20 minutes was all it took. Each push brought her so much closer to me and I couldn't wait to have her in my arms. My boyfriend held my legs and consistently got me through each push, letting me know that I could do it and that he could see her. Waiting for the doctor to suit up felt like an eternity and once she was ready it was only a couple pushes before Rylan made her entrance into the world. And then things really went unplanned. 
I saw the worry on my doctors face as she said that the umbilical cord was wrapped around her neck as she unwrapped it not once but twice and then again one more time around her stomach. They don't prepare you for things like this. Rylan was set on my chest for a total of twenty seconds before being taken away. 
All of the nurses gathered around the warming crib in the corner of the room while the doctor tried to stop my excessive bleeding. They said Rylan wasn't breathing right, that her reflexes weren't kicking in and she was flimsy. I just watched waiting for them to bring her back to me. 
Except they brought her to the nursery (when we toured the hospital the said only sick babies visit the nursery).
Remember how I said waiting for the doctor to suit up felt like an eternity? Nothing stops time quite like waiting for news about your child. Waiting to hold them in your arms. Finally the doctor came in give me the news. Rylan would be transferred to a nicu unit an hour and a half away from me. 

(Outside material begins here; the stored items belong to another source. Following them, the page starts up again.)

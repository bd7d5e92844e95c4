//! In-memory CAN bus shared by several endpoints in one process
//!
//! Every frame sent by an endpoint is queued on every other endpoint,
//! the way a physical bus delivers to all nodes except the sender.

use std::collections::VecDeque;
use std::sync::Arc;

use parking_lot::Mutex;

use super::{CanDriver, CanFrame, DriverError};

#[derive(Default)]
struct BusState {
    queues: Vec<VecDeque<CanFrame>>,
    fail_sends: Vec<usize>,
}

/// Handle to a virtual bus; cheap to clone
#[derive(Clone, Default)]
pub struct VirtualBus {
    state: Arc<Mutex<BusState>>,
}

impl VirtualBus {
    pub fn new() -> Self {
        Self::default()
    }

    /// Attach a new endpoint to the bus
    pub fn endpoint(&self) -> VirtualCanDriver {
        let mut state = self.state.lock();
        state.queues.push(VecDeque::new());
        state.fail_sends.push(0);
        VirtualCanDriver {
            bus: self.state.clone(),
            index: state.queues.len() - 1,
        }
    }
}

/// One node on a [`VirtualBus`]
pub struct VirtualCanDriver {
    bus: Arc<Mutex<BusState>>,
    index: usize,
}

impl VirtualCanDriver {
    /// Make the next `count` sends from this endpoint fail
    pub fn fail_next_sends(&self, count: usize) {
        self.bus.lock().fail_sends[self.index] = count;
    }

    /// Number of frames waiting on this endpoint
    pub fn pending(&self) -> usize {
        self.bus.lock().queues[self.index].len()
    }
}

impl CanDriver for VirtualCanDriver {
    fn any(&mut self) -> bool {
        !self.bus.lock().queues[self.index].is_empty()
    }

    fn recv(&mut self) -> Result<Option<CanFrame>, DriverError> {
        Ok(self.bus.lock().queues[self.index].pop_front())
    }

    fn send(&mut self, frame: &CanFrame) -> Result<(), DriverError> {
        let mut state = self.bus.lock();
        if state.fail_sends[self.index] > 0 {
            state.fail_sends[self.index] -= 1;
            return Err(DriverError::Send("injected bus failure".to_string()));
        }
        let sender = self.index;
        for (i, queue) in state.queues.iter_mut().enumerate() {
            if i != sender {
                queue.push_back(frame.clone());
            }
        }
        Ok(())
    }

    fn clear_rx_queue(&mut self) {
        self.bus.lock().queues[self.index].clear();
    }
}
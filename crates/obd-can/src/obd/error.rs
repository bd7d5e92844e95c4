//! OBD codec errors

use thiserror::Error;

use crate::isotp::TransportError;

#[derive(Debug, Error, Clone, PartialEq)]
pub enum ObdError {
    #[error("Transport error: {0}")]
    Transport(#[from] TransportError),

    #[error("PID '{0}' is not in the registry")]
    UnsupportedPid(String),

    #[error("Malformed response: {0}")]
    MalformedResponse(String),

    #[error("Failed to decode PID '{pid}': {reason}")]
    Decode { pid: String, reason: String },
}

They don't prepare you for nicu stays, or the umbilical cord being wrapped around your infant, or for spending the first night you were supposed to share with your family of three completely alone while Rylan's dad stayed with her in the nicu. Rylan was in the nicu for five days, could it have been worse? Absolutely. But was it the worst thing for me? Absolutely. In those five days we watched bruise after bruise appear on our daughter from each iv, we even watched one iv be put in her head because every other vein had been blown at only five days old. We watched her be put on oxygen and then finally have her o2 tubes taken out from her nose and we watched her go from being fed from a tube to breastfeeding in just five days. Our little girl has been more than I could ever imagine and we are so thankful to have her home safe. It's insane to even think about the life I had before her.